Leonard Cohen: The secular mystic who knew the dice are eternally loaded

It has always been up to the world’s poets, artists, its songwriters, its comics and dancers – the beautiful losers – to make sense of that which lies behind the brutality, the spin, the lies and the deception of the physical realm. Leonard Cohen, from his early beginnings in Montreal in the 1950s where the impending threat of nuclear catastrophe consumed a generation, until his dignified exit on November 7 – checking out just in time to avoid a Trump presidency – leaves behind a prolific body of work, a rich well of spiritual and emotional sustenance and humour, from which the dazed and confused will draw comfort, succour and maybe transcendence for years to come. By MARIANNE THAMM.

You got me singing/even though the news is bad/you got me singing/ever since the river died/you got me thinking/of all the places we could hide – Leonard Cohen – Popular Problems 2014

This is personal. But it always is for Cohen fans, and I am one of millions across the world who collectively mourns the loss of our prophet, our secular sinner-saint, our musical saviour who slipped the scrim on November 7 into the all-embracing arms of death, travelling light but leaving behind a rich seam of sustenance for the wretched of the earth.

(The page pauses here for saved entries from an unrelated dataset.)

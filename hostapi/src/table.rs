//! The external reference table: host-owned values reachable from guest
//! code by integer handle.
//!
//! Classic arena+index layout with a generation tag per slot. A handle
//! carries the generation it was issued under; `invalidate` bumps the slot
//! generation, so any lookup through a stale handle fails with
//! `UseAfterInvalidate` — cheaply, and unconditionally, even after the
//! index has been reused.

use crate::error::TableError;
use crate::types::{Handle, HostValue};

struct Slot {
    generation: u16,
    occupied: bool,
    value: HostValue,
}

/// Table of host-owned values addressed by [`Handle`].
///
/// Indices 0..4 are pre-seeded sentinels (undefined, null, true, false)
/// that are never allocated or invalidated by ordinary callers. Backing
/// storage grows on demand; growth never renumbers issued handles.
pub struct RefTable {
    slots: Vec<Slot>,
    free: Vec<u16>,
}

impl RefTable {
    pub fn new() -> Self {
        let sentinels = [
            HostValue::Undefined,
            HostValue::Null,
            HostValue::Boolean(true),
            HostValue::Boolean(false),
        ];
        let slots = sentinels
            .into_iter()
            .map(|value| Slot {
                generation: 0,
                occupied: true,
                value,
            })
            .collect();
        Self {
            slots,
            free: Vec::new(),
        }
    }

    /// Reserve a new slot, initially holding `Undefined`.
    pub fn alloc(&mut self) -> Result<Handle, TableError> {
        if let Some(index) = self.free.pop() {
            let slot = &mut self.slots[index as usize];
            slot.occupied = true;
            slot.value = HostValue::Undefined;
            return Ok(Handle::from_parts(index, slot.generation));
        }
        if self.slots.len() > u16::MAX as usize {
            return Err(TableError::Exhausted);
        }
        let index = self.slots.len() as u16;
        self.slots.push(Slot {
            generation: 1,
            occupied: true,
            value: HostValue::Undefined,
        });
        Ok(Handle::from_parts(index, 1))
    }

    /// Allocate a slot and immediately fill it.
    pub fn insert(&mut self, value: HostValue) -> Result<Handle, TableError> {
        let handle = self.alloc()?;
        self.slots[handle.index() as usize].value = value;
        Ok(handle)
    }

    /// Look up the value behind a handle.
    pub fn get(&self, handle: Handle) -> Result<&HostValue, TableError> {
        let index = self.check(handle)?;
        Ok(&self.slots[index as usize].value)
    }

    /// Overwrite the value in a live slot. Sentinels are read-only.
    pub fn set(&mut self, handle: Handle, value: HostValue) -> Result<(), TableError> {
        if handle.is_sentinel() {
            return Err(TableError::Sentinel(handle));
        }
        let index = self.check(handle)?;
        self.slots[index as usize].value = value;
        Ok(())
    }

    /// Release a slot for reuse, returning the value it held.
    ///
    /// The slot generation is bumped before the index goes back on the
    /// free list, retiring every outstanding copy of the handle.
    pub fn invalidate(&mut self, handle: Handle) -> Result<HostValue, TableError> {
        if handle.is_sentinel() {
            return Err(TableError::Sentinel(handle));
        }
        let index = self.check(handle)?;
        let slot = &mut self.slots[index as usize];
        slot.occupied = false;
        slot.generation = slot.generation.wrapping_add(1).max(1);
        let value = std::mem::replace(&mut slot.value, HostValue::Undefined);
        self.free.push(index);
        Ok(value)
    }

    /// Number of live (occupied) slots, sentinels included.
    pub fn live_len(&self) -> usize {
        self.slots.iter().filter(|s| s.occupied).count()
    }

    fn check(&self, handle: Handle) -> Result<u16, TableError> {
        let index = handle.index();
        match self.slots.get(index as usize) {
            Some(slot) if slot.occupied && slot.generation == handle.generation() => Ok(index),
            _ => Err(TableError::UseAfterInvalidate(handle)),
        }
    }
}

impl Default for RefTable {
    fn default() -> Self {
        Self::new()
    }
}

Leonard was my first love, Bob Marley my close second. These are men who dwell for eternity in the shapes, the bends, the breaks and the sweet spots of the private emotional architecture of those who came to know and love him (or them if you include Marley).

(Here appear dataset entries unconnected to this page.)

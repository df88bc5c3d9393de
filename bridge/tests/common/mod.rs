//! Shared helpers for integration tests.

use tether_bridge::{init_sync, BridgeConfig, Instance, SyncSource};

/// Instantiate a text-format module with the default configuration.
pub fn load(wat: &str) -> Instance {
    load_with(wat, BridgeConfig::default())
}

/// Instantiate a text-format module with a custom configuration.
pub fn load_with(wat: &str, config: BridgeConfig) -> Instance {
    init_sync(SyncSource::Bytes(wat.as_bytes().to_vec()), config)
        .expect("module should instantiate")
}

/// Guest that invokes a host closure with two numeric arguments (3, 4)
/// and returns the truncated numeric result. The closure handle arrives
/// as the first `main` parameter.
pub const INVOKE_TWO_NUMBERS_WAT: &str = r#"
    (module
        (import "tether" "closure_invoke" (func $invoke (param i32 i32 i32)))
        (memory (export "memory") 1)
        (func (export "main") (param i32 i32) (result i32)
            (f64.store (i32.const 1024) (f64.const 3))
            (f64.store (i32.const 1032) (f64.const 4))
            (call $invoke (local.get 0) (i32.const 1024) (i32.const 2048))
            (i32.trunc_f64_s (f64.load (i32.const 2048))))
    )
"#;
//! Host-side bridge runtime for guest modules.
//!
//! Loads a guest module (from bytes, a precompiled module, a URL, or an
//! in-flight download), wires up the `tether` import set, and exposes the
//! host surface: a linear-memory allocator inside the guest's memory, a
//! reference table of host-owned values addressed by generation-tagged
//! handles, host callbacks invokable from guest code, and a single-slot
//! exception channel for abnormal returns.
//!
//! ```no_run
//! use tether_bridge::{init_sync, BridgeConfig, SyncSource};
//!
//! let wat = br#"
//!     (module
//!         (memory (export "memory") 1)
//!         (func (export "main") (param i32 i32) (result i32)
//!             i32.const 0)
//!     )
//! "#;
//! let mut instance = init_sync(SyncSource::Bytes(wat.to_vec()), BridgeConfig::default())?;
//! let status = instance.call_main(0, 0)?;
//! # Ok::<(), tether_bridge::BridgeError>(())
//! ```

mod closures;
mod config;
mod error;
mod exn;
mod host_impl;
mod linker;
mod loader;
mod memory;
mod validation;

pub use config::BridgeConfig;
pub use error::BridgeError;
pub use loader::{init, init_sync, Bridge, Instance, ModuleSource, SyncSource};
pub use memory::PAGE_BYTES;
pub use validation::IMPORT_MODULE;

pub use tether_hostapi::{
    CallbackError, ClosureShape, Handle, HostCallback, HostValue, ARG_SLOT_BYTES,
};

It was Leonard (we were on first name terms) who first pointed the way, for me, to carnal delights and it is Leonard now who, as I grew old with him, has rendered death a perfectly pedestrian and ordinary event. In so doing he has robbed death of its sting, embraced it like a lost, recovered wandering dog, an old and still cherished lover at the threshold.

Like David Bowie, who died in January, Cohen departed 2016 – this annus horribilisdignified, resigned, discreetly triumphant and at peace, leaving behind a nervous, neurotic and bombastic world.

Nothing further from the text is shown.